(GS) Banks : A 10 bp ECB rate cut is manageable (and priced in),

A 10 bp ECB rate cut is manageable (and priced in), but further cuts become less so
10 bp cut expected at March 10 meeting…
Our economists expect a 10 bp deposit rate cut, accompanied by a tiering system and expansion of QE.

…this is negative for banks’ earnings
We estimate a 2%-3% EPS decline for each 10 bp deposit rate reduction, in aggregate. The spread, however, is wide, with an impact of up to c.10% on certain banks. The large, geographically diversified banks are least affected. Smaller, domestically focused and deposit-funded lenders (e.g. savings banks) stand to be affected more.

Negative rate policy = incentive to shrink?
The magnitude of share price declines suggests that the market has incorporated further rate cuts in the future. For the banks’ share prices to stabilize, and potentially reverse, this expectation needs to change. This could be achieved by communication of rate “floors”. Without this, the already depressed profitability levels will be expected to decline further – the incentive to shrink, rather than grow, will rise meaningfully.

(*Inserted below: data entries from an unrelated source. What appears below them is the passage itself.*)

/// Static disposition of an AI actor.
#[derive(Debug, Clone, Copy, PartialEq, Eq, Hash, Serialize, Deserialize)]
pub enum Archetype {
    /// Never pursues; flees when hurt.
    Passive,
    /// Roams near home, chases when provoked.
    Wander,
    /// Holds a small patrol around home.
    Guard,
    /// Long aggro range, persistent search.
    Hunter,
    /// Always runs from a visible threat.
    Fleeing,
    /// Hunts in groups, routing around its packmates.
    Pack,
}

impl Archetype {
    pub fn all() -> &'static [Archetype] {
        &[
            Archetype::Passive,
            Archetype::Wander,
            Archetype::Guard,
            Archetype::Hunter,
            Archetype::Fleeing,
            Archetype::Pack,
        ]
    }

    pub fn name(self) -> &'static str {
        match self {
            Archetype::Passive => "passive",
            Archetype::Wander => "wander",
            Archetype::Guard => "guard",
            Archetype::Hunter => "hunter",
            Archetype::Fleeing => "fleeing",
            Archetype::Pack => "pack",
        }
    }

    /// Whether the archetype's resting state is a patrol rather than idling.
    pub fn patrols(self) -> bool {
        matches!(self, Archetype::Guard | Archetype::Wander)
    }

    /// Route shaping this archetype asks for by default.
    pub fn preferred_strategy(self) -> PathStrategy {
        match self {
            Archetype::Hunter | Archetype::Pack => PathStrategy::AvoidEntities,
            Archetype::Fleeing => PathStrategy::Stealthy,
            Archetype::Passive | Archetype::Wander | Archetype::Guard => PathStrategy::Direct,
        }
    }
}

/// What an AI actor is currently doing.
#[derive(Debug, Clone, Copy, Default, PartialEq, Eq, Hash, Serialize, Deserialize)]
pub enum BehaviorState {
    #[default]
    Idle,
    Patrolling,
    Chasing,
    Fleeing,
    Attacking,
    Searching,
}

impl BehaviorState {
    pub fn name(self) -> &'static str {
        match self {
            BehaviorState::Idle => "idle",
            BehaviorState::Patrolling => "patrolling",
            BehaviorState::Chasing => "chasing",
            BehaviorState::Fleeing => "fleeing",
            BehaviorState::Attacking => "attacking",
            BehaviorState::Searching => "searching",
        }
    }

    /// States that request a multi-step move from the pathfinder.
    pub fn is_moving(self) -> bool {
        matches!(
            self,
            BehaviorState::Chasing
                | BehaviorState::Fleeing
                | BehaviorState::Searching
                | BehaviorState::Patrolling
        )
    }
}

impl std::fmt::Display for BehaviorState {
    fn fmt(&self, f: &mut std::fmt::Formatter<'_>) -> std::fmt::Result {
        f.write_str(self.name())
    }
}

/// Per-entity AI data. Stored on the entity and written back after every
/// decision.
#[derive(Debug, Clone, PartialEq, Serialize, Deserialize)]
pub struct AiState {
    pub archetype: Archetype,
    pub state: BehaviorState,
    pub home: Point,
    pub patrol_radius: u32,
    pub aggro_range: u32,
    /// Health fraction in `[0, 1]` at or below which a visible target
    /// triggers flight.
    pub flee_threshold: f32,
    pub last_known_target: Option<Point>,
    pub search_turns: u32,
    pub max_search_turns: u32,
}

impl AiState {
    /// Preset tuned for `archetype`, starting idle at `home`.
    pub fn for_archetype(archetype: Archetype, home: Point) -> Self {
        let (aggro_range, flee_threshold, patrol_radius, max_search_turns) = match archetype {
            Archetype::Passive => (0, 0.5, 0, 0),
            Archetype::Wander => (5, 0.25, 6, 5),
            Archetype::Guard => (7, 0.0, 3, 8),
            Archetype::Hunter => (12, 0.15, 0, 15),
            Archetype::Fleeing => (0, 1.0, 0, 3),
            Archetype::Pack => (10, 0.3, 4, 10),
        };
        Self {
            archetype,
            state: BehaviorState::Idle,
            home,
            patrol_radius,
            aggro_range,
            flee_threshold,
            last_known_target: None,
            search_turns: 0,
            max_search_turns,
        }
    }

    pub fn with_flee_threshold(mut self, threshold: f32) -> Self {
        self.flee_threshold = clamp_threshold(threshold);
        self
    }

    /// `flee_threshold` forced into `[0, 1]`, whatever was stored.
    pub fn effective_flee_threshold(&self) -> f32 {
        clamp_threshold(self.flee_threshold)
    }

    pub fn with_aggro_range(mut self, range: u32) -> Self {
        self.aggro_range = range;
        self
    }

    /// Next state for the given senses. Pure and deterministic.
    pub fn transition(&self, senses: &Senses) -> Transition {
        let keep = Transition {
            state: self.state,
            search_turns: self.search_turns,
            last_known_target: self.last_known_target,
        };
        let seen = if senses.target_visible {
            senses.target_position
        } else {
            None
        };

        if let (Some(fraction), Some(target)) = (senses.health_fraction, seen) {
            if fraction <= self.effective_flee_threshold() {
                return Transition {
                    state: BehaviorState::Fleeing,
                    last_known_target: Some(target),
                    ..keep
                };
            }
        }

        if senses.target_distance == Some(1) {
            return Transition {
                state: BehaviorState::Attacking,
                last_known_target: senses.target_position.or(keep.last_known_target),
                ..keep
            };
        }

        if let (Some(target), Some(distance)) = (seen, senses.target_distance) {
            if distance <= self.aggro_range {
                return Transition {
                    state: BehaviorState::Chasing,
                    search_turns: 0,
                    last_known_target: Some(target),
                };
            }
        }

        if self.state == BehaviorState::Chasing
            && !senses.target_visible
            && self.last_known_target.is_some()
        {
            return Transition {
                state: BehaviorState::Searching,
                search_turns: 0,
                ..keep
            };
        }

        if self.state == BehaviorState::Searching {
            let search_turns = self.search_turns + 1;
            if search_turns >= self.max_search_turns {
                return Transition {
                    state: BehaviorState::Idle,
                    search_turns: 0,
                    last_known_target: None,
                };
            }
            return Transition {
                search_turns,
                ..keep
            };
        }

        let state = if self.archetype.patrols() {
            BehaviorState::Patrolling
        } else {
            BehaviorState::Idle
        };
        Transition { state, ..keep }
    }

    pub fn apply(&mut self, transition: Transition) {
        self.state = transition.state;
        self.search_turns = transition.search_turns;
        self.last_known_target = transition.last_known_target;
    }

    /// Transition and apply in one go. Returns the new state.
    pub fn step(&mut self, senses: &Senses) -> BehaviorState {
        let transition = self.transition(senses);
        self.apply(transition);
        self.state
    }

    /// Where the current state wants to go, if anywhere.
    pub fn destination(&self, senses: &Senses) -> Option<Point> {
        match self.state {
            BehaviorState::Chasing => senses.target_position.or(self.last_known_target),
            BehaviorState::Searching => self.last_known_target,
            BehaviorState::Patrolling => Some(self.home),
            BehaviorState::Fleeing | BehaviorState::Attacking | BehaviorState::Idle => None,
        }
    }

    /// Route shaping for the current state.
    pub fn route_strategy(&self) -> PathStrategy {
        route_strategy(self.archetype, self.state)
    }
}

4Q results picture is weak
Post 4Q, we cut our net income estimates by an average 4%-6% for 2016-18. Primarily, the declines are top-line driven, as revenues missed by 2% on average. The weakest results were reported by the IBs, a trend we believe has continued to some extent in 1Q. Elsewhere, capital formation and distribution have driven share price performance.

CL-Buys: BARC, BNP, BPER, CS
Among the European banks, our CL-Buy stocks fall into two categories: (1) “self-help” potential aided by a clearer regulatory outlook (BNP, BARC, CS), and (2) restructuring of the Euro area banking sector, especially among smaller Italian banks (BPER). On this point, we expect the recent market turmoil to add to policymakers’ sense of urgency.
Among banks reporting thus far, we find BNP to have had the more encouraging 4Q15 performance. In a European sector-relative context, we see BNP as offering positive capital formation, low and falling NPL ratios, strategic optionality and cash dividend. We revise our price targets and estimates for a number of banks in our coverage.